In a hypothesis paper in the Journal of Parkinson’s Disease, an international team of researchers—including University of Rochester Medical Center (URMC) neurologists Ray Dorsey, MD, Ruth Schneider, MD, and Karl Kieburtz, MD—postulated that TCE may be an invisible cause of Parkinson’s.
In the paper they detailed the widespread use of the chemical, the evidence linking the toxicant to Parkinson’s, and profile seven individuals, ranging from a former NBA basketball player to a Navy captain to a late U.S. Senator, who developed Parkinson’s disease either after likely working with the chemical or being exposed to it in the environment.
The connection between TCE and Parkinson’s was first hinted at in case studies more than 50 years ago. In the intervening years, research has shown that TCE readily enters the brain and body tissue and at high doses damages the energy-producing parts of cells known as mitochondria. Individuals who worked directly with TCE have an elevated risk of developing Parkinson’s. However, the authors warn that, “millions more encounter the chemical unknowingly through outdoor air, contaminated groundwater, and indoor air pollution.”
Beyond the risks to water, the volatile TCE can readily evaporate and enter people’s homes, schools, and work places, often undetected. Today, this vapor intrusion is likely exposing millions who live, learn, and work near former dry cleaning, military, and industrial sites to toxic indoor air.

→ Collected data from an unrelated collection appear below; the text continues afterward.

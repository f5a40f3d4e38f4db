//! [`Command`] definition.

pub mod ensure_seeded;
pub mod sign_in;
pub mod sign_out;

/// [`Command`] of the [`Service`].
///
/// [`Service`]: crate::Service
pub use common::Handler as Command;

pub use self::{
    ensure_seeded::EnsureSeeded, sign_in::SignIn, sign_out::SignOut,
};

The authors proscribed a series of actions to address the public health threat posed by TCE. They argued for more research to better understand how TCE contributes to Parkinson’s and other diseases. In addition, the authors called for finally ending the use of these chemicals in the U.S. PCE is still widely used today in dry cleaning and TCE in vapor degreasing. Two states, Minnesota and New York, have banned TCE, but the federal government has not, despite findings by the EPA as recently at 2022 that the chemicals pose “an unreasonable risk to human health.”